* _Task statement_: The records below must be transcribed precisely and in full.

(Extracted data entries)
○ ○ ○ ○ ○ ○ ○

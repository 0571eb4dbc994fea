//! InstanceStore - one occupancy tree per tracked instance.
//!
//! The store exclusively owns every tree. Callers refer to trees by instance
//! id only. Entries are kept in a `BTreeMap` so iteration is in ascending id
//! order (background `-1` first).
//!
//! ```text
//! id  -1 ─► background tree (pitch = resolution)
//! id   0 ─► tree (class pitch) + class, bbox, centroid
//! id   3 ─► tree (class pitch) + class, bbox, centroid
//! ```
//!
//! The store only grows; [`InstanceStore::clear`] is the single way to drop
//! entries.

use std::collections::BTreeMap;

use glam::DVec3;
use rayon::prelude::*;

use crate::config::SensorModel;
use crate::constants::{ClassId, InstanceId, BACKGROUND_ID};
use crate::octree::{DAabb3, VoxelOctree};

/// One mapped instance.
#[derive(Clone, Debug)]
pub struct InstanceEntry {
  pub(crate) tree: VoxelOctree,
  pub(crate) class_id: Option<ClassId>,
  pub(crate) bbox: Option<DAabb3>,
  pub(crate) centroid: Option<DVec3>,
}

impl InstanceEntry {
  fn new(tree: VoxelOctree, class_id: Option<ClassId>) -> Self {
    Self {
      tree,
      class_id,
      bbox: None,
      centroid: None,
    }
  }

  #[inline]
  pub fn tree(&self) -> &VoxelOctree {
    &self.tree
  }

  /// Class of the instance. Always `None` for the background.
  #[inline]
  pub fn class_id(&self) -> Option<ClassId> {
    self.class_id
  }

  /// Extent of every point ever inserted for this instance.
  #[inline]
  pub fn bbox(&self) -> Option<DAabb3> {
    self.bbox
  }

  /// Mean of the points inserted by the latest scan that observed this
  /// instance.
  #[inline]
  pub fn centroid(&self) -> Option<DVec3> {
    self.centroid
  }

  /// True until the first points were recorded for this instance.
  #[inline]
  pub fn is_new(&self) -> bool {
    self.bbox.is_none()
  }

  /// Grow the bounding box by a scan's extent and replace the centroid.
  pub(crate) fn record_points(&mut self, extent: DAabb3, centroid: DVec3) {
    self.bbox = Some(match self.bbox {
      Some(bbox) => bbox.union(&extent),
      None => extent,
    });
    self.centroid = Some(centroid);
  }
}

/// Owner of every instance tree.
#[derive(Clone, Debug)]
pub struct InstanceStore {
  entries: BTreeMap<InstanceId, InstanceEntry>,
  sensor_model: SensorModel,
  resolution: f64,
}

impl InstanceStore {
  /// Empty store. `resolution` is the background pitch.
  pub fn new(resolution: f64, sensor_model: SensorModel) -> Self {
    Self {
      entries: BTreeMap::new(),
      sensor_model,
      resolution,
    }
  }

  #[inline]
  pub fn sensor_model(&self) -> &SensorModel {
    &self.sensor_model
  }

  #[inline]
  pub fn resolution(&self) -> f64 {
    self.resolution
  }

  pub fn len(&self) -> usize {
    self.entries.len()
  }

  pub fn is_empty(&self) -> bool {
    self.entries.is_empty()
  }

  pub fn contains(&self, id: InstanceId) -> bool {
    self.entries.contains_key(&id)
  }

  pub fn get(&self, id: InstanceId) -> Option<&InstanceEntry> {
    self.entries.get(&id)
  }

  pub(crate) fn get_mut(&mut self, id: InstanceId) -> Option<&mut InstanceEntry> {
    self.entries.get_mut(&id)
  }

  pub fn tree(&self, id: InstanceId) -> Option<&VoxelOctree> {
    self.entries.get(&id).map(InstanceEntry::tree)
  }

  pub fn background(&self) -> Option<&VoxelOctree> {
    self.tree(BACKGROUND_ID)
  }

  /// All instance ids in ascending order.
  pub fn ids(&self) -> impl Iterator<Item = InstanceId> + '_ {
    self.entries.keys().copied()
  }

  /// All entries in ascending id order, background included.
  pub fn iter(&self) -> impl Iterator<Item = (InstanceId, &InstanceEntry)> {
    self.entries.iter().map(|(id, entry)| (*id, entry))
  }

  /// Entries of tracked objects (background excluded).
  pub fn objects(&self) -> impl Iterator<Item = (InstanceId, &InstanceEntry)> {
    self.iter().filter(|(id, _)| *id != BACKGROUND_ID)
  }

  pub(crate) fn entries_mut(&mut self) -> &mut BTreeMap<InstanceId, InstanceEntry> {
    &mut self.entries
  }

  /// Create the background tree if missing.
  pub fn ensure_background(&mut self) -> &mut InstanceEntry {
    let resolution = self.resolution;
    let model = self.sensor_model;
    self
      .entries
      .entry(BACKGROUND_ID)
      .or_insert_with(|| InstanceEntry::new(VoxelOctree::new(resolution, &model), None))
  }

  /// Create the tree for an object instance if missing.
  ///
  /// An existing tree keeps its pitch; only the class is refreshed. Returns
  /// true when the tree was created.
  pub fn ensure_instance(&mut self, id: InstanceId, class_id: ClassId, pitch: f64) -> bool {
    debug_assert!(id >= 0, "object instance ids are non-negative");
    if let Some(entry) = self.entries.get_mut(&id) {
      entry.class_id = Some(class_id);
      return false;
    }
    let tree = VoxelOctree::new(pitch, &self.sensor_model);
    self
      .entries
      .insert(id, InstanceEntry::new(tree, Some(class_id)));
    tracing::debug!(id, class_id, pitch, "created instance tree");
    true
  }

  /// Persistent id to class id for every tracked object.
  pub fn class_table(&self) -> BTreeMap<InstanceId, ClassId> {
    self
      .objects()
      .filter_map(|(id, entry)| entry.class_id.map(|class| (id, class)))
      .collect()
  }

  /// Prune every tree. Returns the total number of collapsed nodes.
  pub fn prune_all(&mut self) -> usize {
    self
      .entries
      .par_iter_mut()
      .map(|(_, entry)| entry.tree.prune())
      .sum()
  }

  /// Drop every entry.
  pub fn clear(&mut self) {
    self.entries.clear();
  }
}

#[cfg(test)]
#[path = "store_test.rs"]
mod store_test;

○ ○ ○ ○ ○ ○ ○

* _Exercise response_:
repository 0571eb4dbc994fea
//! InstanceStore - one occupancy tree per tracked instance.
//!
//! The store exclusively owns every tree. Callers refer to trees by instance
//! id only. Entries are kept in a `BTreeMap` so iteration is in ascending id
//! order (background `-1` first).
//!
//! ```text
//! id  -1 ─► background tree (pitch = resolution)
//! id   0 ─► tree (class pitch) + class, bbox, centroid
//! id   3 ─► tree (class pitch) + class, bbox, centroid
//! ```
//!
//! The store only grows; [`InstanceStore::clear`] is the single way to drop
//! entries.

use std::collections::BTreeMap;

use glam::DVec3;
use rayon::prelude::*;

use crate::config::SensorModel;
use crate::constants::{ClassId, InstanceId, BACKGROUND_ID};
use crate::octree::{DAabb3, VoxelOctree};

/// One mapped instance.
#[derive(Clone, Debug)]
pub struct InstanceEntry {
  pub(crate) tree: VoxelOctree,
  pub(crate) class_id: Option<ClassId>,
  pub(crate) bbox: Option<DAabb3>,
  pub(crate) centroid: Option<DVec3>,
}

impl InstanceEntry {
  fn new(tree: VoxelOctree, class_id: Option<ClassId>) -> Self {
    Self {
      tree,
      class_id,
      bbox: None,
      centroid: None,
    }
  }

  #[inline]
  pub fn tree(&self) -> &VoxelOctree {
    &self.tree
  }

  /// Class of the instance. Always `None` for the background.
  #[inline]
  pub fn class_id(&self) -> Option<ClassId> {
    self.class_id
  }

  /// Extent of every point ever inserted for this instance.
  #[inline]
  pub fn bbox(&self) -> Option<DAabb3> {
    self.bbox
  }

  /// Mean of the points inserted by the latest scan that observed this
  /// instance.
  #[inline]
  pub fn centroid(&self) -> Option<DVec3> {
    self.centroid
  }

  /// True until the first points were recorded for this instance.
  #[inline]
  pub fn is_new(&self) -> bool {
    self.bbox.is_none()
  }

  /// Grow the bounding box by a scan's extent and replace the centroid.
  pub(crate) fn record_points(&mut self, extent: DAabb3, centroid: DVec3) {
    self.bbox = Some(match self.bbox {
      Some(bbox) => bbox.union(&extent),
      None => extent,
    });
    self.centroid = Some(centroid);
  }
}

/// Owner of every instance tree.
#[derive(Clone, Debug)]
pub struct InstanceStore {
  entries: BTreeMap<InstanceId, InstanceEntry>,
  sensor_model: SensorModel,
  resolution: f64,
}

impl InstanceStore {
  /// Empty store. `resolution` is the background pitch.
  pub fn new(resolution: f64, sensor_model: SensorModel) -> Self {
    Self {
      entries: BTreeMap::new(),
      sensor_model,
      resolution,
    }
  }

  #[inline]
  pub fn sensor_model(&self) -> &SensorModel {
    &self.sensor_model
  }

  #[inline]
  pub fn resolution(&self) -> f64 {
    self.resolution
  }

  pub fn len(&self) -> usize {
    self.entries.len()
  }

  pub fn is_empty(&self) -> bool {
    self.entries.is_empty()
  }

  pub fn contains(&self, id: InstanceId) -> bool {
    self.entries.contains_key(&id)
  }

  pub fn get(&self, id: InstanceId) -> Option<&InstanceEntry> {
    self.entries.get(&id)
  }

  pub(crate) fn get_mut(&mut self, id: InstanceId) -> Option<&mut InstanceEntry> {
    self.entries.get_mut(&id)
  }

  pub fn tree(&self, id: InstanceId) -> Option<&VoxelOctree> {
    self.entries.get(&id).map(InstanceEntry::tree)
  }

  pub fn background(&self) -> Option<&VoxelOctree> {
    self.tree(BACKGROUND_ID)
  }

  /// All instance ids in ascending order.
  pub fn ids(&self) -> impl Iterator<Item = InstanceId> + '_ {
    self.entries.keys().copied()
  }

  /// All entries in ascending id order, background included.
  pub fn iter(&self) -> impl Iterator<Item = (InstanceId, &InstanceEntry)> {
    self.entries.iter().map(|(id, entry)| (*id, entry))
  }

  /// Entries of tracked objects (background excluded).
  pub fn objects(&self) -> impl Iterator<Item = (InstanceId, &InstanceEntry)> {
    self.iter().filter(|(id, _)| *id != BACKGROUND_ID)
  }

  pub(crate) fn entries_mut(&mut self) -> &mut BTreeMap<InstanceId, InstanceEntry> {
    &mut self.entries
  }

  /// Create the background tree if missing.
  pub fn ensure_background(&mut self) -> &mut InstanceEntry {
    let resolution = self.resolution;
    let model = self.sensor_model;
    self
      .entries
      .entry(BACKGROUND_ID)
      .or_insert_with(|| InstanceEntry::new(VoxelOctree::new(resolution, &model), None))
  }

  /// Create the tree for an object instance if missing.
  ///
  /// An existing tree keeps its pitch; only the class is refreshed. Returns
  /// true when the tree was created.
  pub fn ensure_instance(&mut self, id: InstanceId, class_id: ClassId, pitch: f64) -> bool {
    debug_assert!(id >= 0, "object instance ids are non-negative");
    if let Some(entry) = self.entries.get_mut(&id) {
      entry.class_id = Some(class_id);
      return false;
    }
    let tree = VoxelOctree::new(pitch, &self.sensor_model);
    self
      .entries
      .insert(id, InstanceEntry::new(tree, Some(class_id)));
    tracing::debug!(id, class_id, pitch, "created instance tree");
    true
  }

  /// Persistent id to class id for every tracked object.
  pub fn class_table(&self) -> BTreeMap<InstanceId, ClassId> {
    self
      .objects()
      .filter_map(|(id, entry)| entry.class_id.map(|class| (id, class)))
      .collect()
  }

  /// Prune every tree. Returns the total number of collapsed nodes.
  pub fn prune_all(&mut self) -> usize {
    self
      .entries
      .par_iter_mut()
      .map(|(_, entry)| entry.tree.prune())
      .sum()
  }

  /// Drop every entry.
  pub fn clear(&mut self) {
    self.entries.clear();
  }
}

#[cfg(test)]
#[path = "store_test.rs"]
mod store_test;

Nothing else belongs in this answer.